Holbrook wants “a thousand lives to worship what Melanie was”, and the thought of the horrors of the mass extermination of Jews causes him to openly weep in the street
“There being as much hate in garden cities as at Majdenek”.

This is a deeply shocking poem which never fails to move me. It is as relevant today as when it was written. In its mildest forms I have heard people say, “the Jews control the media”, or “Jews are mean”. Such words are often spoken by those who would be genuinely horrified if they thought that by speaking them they could be contributing to antisemitism, and that they could, indirectly cause a resurgence of virulent Jew hatred. Yet such words do feed the monster of hatred towards Jews, and I hear behind the words spoken in pubs or over dinner tables the crunch of jackboots in concentration camps.

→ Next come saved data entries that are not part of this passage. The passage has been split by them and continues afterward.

//! Form fields and processing.
//!
//! # Examples
//!
//! ```rust,no_run
//! use zluvo::forms::{Form, FormData, field};
//! ```

#[cfg(feature = "forms")]
pub use zluvo_forms::*;
//! Post-validation plugins
//!
//! Plugins run after a submission passes validation, one at a time in
//! registration order. The first failure stops the chain.

use crate::form::{FormError, FormResult};
use crate::result::FormValues;
use async_trait::async_trait;
use std::future::Future;
use std::sync::Arc;

#[async_trait]
pub trait Plugin: Send + Sync {
	fn name(&self) -> &str;

	/// Act on the cast values of a valid submission of `form`
	async fn run(&self, form: &str, data: &FormValues) -> anyhow::Result<()>;
}

/// Plugin backed by an async closure receiving its own copy of the values
pub struct FnPlugin<F> {
	name: String,
	run: F,
}

#[async_trait]
impl<F, Fut> Plugin for FnPlugin<F>
where
	F: Fn(FormValues) -> Fut + Send + Sync,
	Fut: Future<Output = anyhow::Result<()>> + Send,
{
	fn name(&self) -> &str {
		&self.name
	}

	async fn run(&self, _form: &str, data: &FormValues) -> anyhow::Result<()> {
		(self.run)(data.clone()).await
	}
}

/// Ordered plugin registry
#[derive(Clone, Default)]
pub struct PluginSet {
	plugins: Vec<Arc<dyn Plugin>>,
}

impl PluginSet {
	pub fn new() -> Self {
		Self::default()
	}

	pub fn add(&mut self, plugin: impl Plugin + 'static) -> &mut Self {
		self.plugins.push(Arc::new(plugin));
		self
	}

	/// Register an async closure
	///
	/// # Examples
	///
	/// ```
	/// use zluvo_forms::PluginSet;
	///
	/// let mut plugins = PluginSet::new();
	/// plugins.add_fn("audit", |data| async move {
	///     println!("accepted {} fields", data.len());
	///     Ok(())
	/// });
	/// assert_eq!(plugins.names(), vec!["audit"]);
	/// ```
	pub fn add_fn<F, Fut>(&mut self, name: impl Into<String>, run: F) -> &mut Self
	where
		F: Fn(FormValues) -> Fut + Send + Sync + 'static,
		Fut: Future<Output = anyhow::Result<()>> + Send + 'static,
	{
		self.add(FnPlugin {
			name: name.into(),
			run,
		})
	}

	pub fn names(&self) -> Vec<&str> {
		self.plugins.iter().map(|p| p.name()).collect()
	}

	pub fn len(&self) -> usize {
		self.plugins.len()
	}

	pub fn is_empty(&self) -> bool {
		self.plugins.is_empty()
	}

	/// Run every plugin in order, stopping at the first failure
	pub async fn run(&self, form: &str, data: &FormValues) -> FormResult<()> {
		for plugin in &self.plugins {
			tracing::info!(form, plugin = plugin.name(), "running plugin");
			plugin
				.run(form, data)
				.await
				.map_err(|source| FormError::Plugin {
					plugin: plugin.name().to_string(),
					source,
				})?;
		}
		Ok(())
	}
}

impl std::fmt::Debug for PluginSet {
	fn fmt(&self, f: &mut std::fmt::Formatter<'_>) -> std::fmt::Result {
		f.debug_struct("PluginSet")
			.field("plugins", &self.names())
			.finish()
	}
}
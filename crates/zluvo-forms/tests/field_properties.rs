//! Field Property-Based Tests
//!
//! # Properties Tested
//!
//! - Casting a cast value again yields the same value
//! - Number bounds are inclusive
//! - Required fields reject absent and empty input for every type
//! - Text length limits count characters

use proptest::prelude::*;
use zluvo_forms::{Field, FieldError, FieldType, FieldValue, field, messages};

// =============================================================================
// Strategy Definitions
// =============================================================================

fn field_type_strategy() -> impl Strategy<Value = FieldType> {
	prop_oneof![
		Just(FieldType::Text),
		Just(FieldType::TextArea),
		Just(FieldType::Email),
		Just(FieldType::Password),
		Just(FieldType::Tel),
		Just(FieldType::Url),
		Just(FieldType::Number),
		Just(FieldType::Checkbox),
	]
}

/// Raw input mixing numbers, booleans and arbitrary text
fn raw_strategy() -> impl Strategy<Value = String> {
	prop_oneof![
		any::<f64>().prop_map(|n| n.to_string()),
		any::<i32>().prop_map(|n| n.to_string()),
		Just("true".to_string()),
		Just("false".to_string()),
		".{0,20}",
	]
}

// =============================================================================
// Property Tests
// =============================================================================

proptest! {
	/// Property: cast(display(cast(raw))) == cast(raw)
	#[test]
	fn test_cast_is_idempotent(field_type in field_type_strategy(), raw in raw_strategy()) {
		let strategy = field_type.strategy();

		let once = strategy.cast(Some(&raw));
		let again = once
			.as_ref()
			.and_then(|value| strategy.cast(Some(&value.to_string())));

		prop_assert_eq!(once, again);
	}

	/// Property: values on the bounds pass, values outside fail with the matching error
	#[test]
	fn test_number_bounds_are_inclusive(
		min in -1_000_000i32..1_000_000,
		span in 0i32..1_000_000,
	) {
		let min = f64::from(min);
		let max = min + f64::from(span);
		let amount = field::number("Amount", "").with_min(min).with_max(max);

		prop_assert_eq!(
			amount.validate(Some(&min.to_string())),
			Ok(Some(FieldValue::Number(min)))
		);
		prop_assert_eq!(
			amount.validate(Some(&max.to_string())),
			Ok(Some(FieldValue::Number(max)))
		);
		prop_assert_eq!(
			amount.validate(Some(&(min - 1.0).to_string())),
			Err(FieldError::Min(messages::MIN.to_string()))
		);
		prop_assert_eq!(
			amount.validate(Some(&(max + 1.0).to_string())),
			Err(FieldError::Max(messages::MAX.to_string()))
		);
	}

	/// Property: a required field of any type rejects absent and empty input
	#[test]
	fn test_required_rejects_blank(field_type in field_type_strategy()) {
		let input = Field::new(field_type, "Any", "").required();

		for raw in [None, Some("")] {
			prop_assert_eq!(
				input.validate(raw),
				Err(FieldError::Required(messages::REQUIRED.to_string()))
			);
		}
	}

	/// Property: text within the limit passes, one character more fails
	#[test]
	fn test_max_length_counts_characters(value in "\\PC{1,40}") {
		let limit = value.chars().count();
		let exact = field::text("Note", "").with_max_length(limit);
		let short = field::text("Note", "").with_max_length(limit - 1);

		prop_assert!(exact.validate(Some(&value)).is_ok());
		prop_assert_eq!(
			short.validate(Some(&value)),
			Err(FieldError::MaxLength(messages::MAX_LENGTH.to_string()))
		);
	}
}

Other expressions of antisemitism are more direct, ranging from the desecration of Jewish graves to the murder of Jewish people.

It is sometimes said, by ignorant people that poetry doesn’t matter. Holbrook’s poem prooves them wrong.

(“On The Brink Of A Pit”, can be found in “The Golden Treasury of The Best Songs And Lyrical Poems In The English Language”, selected and arranged by Francis Turner Palgrave. Updated by John Press. Sixth Edition”. page 571).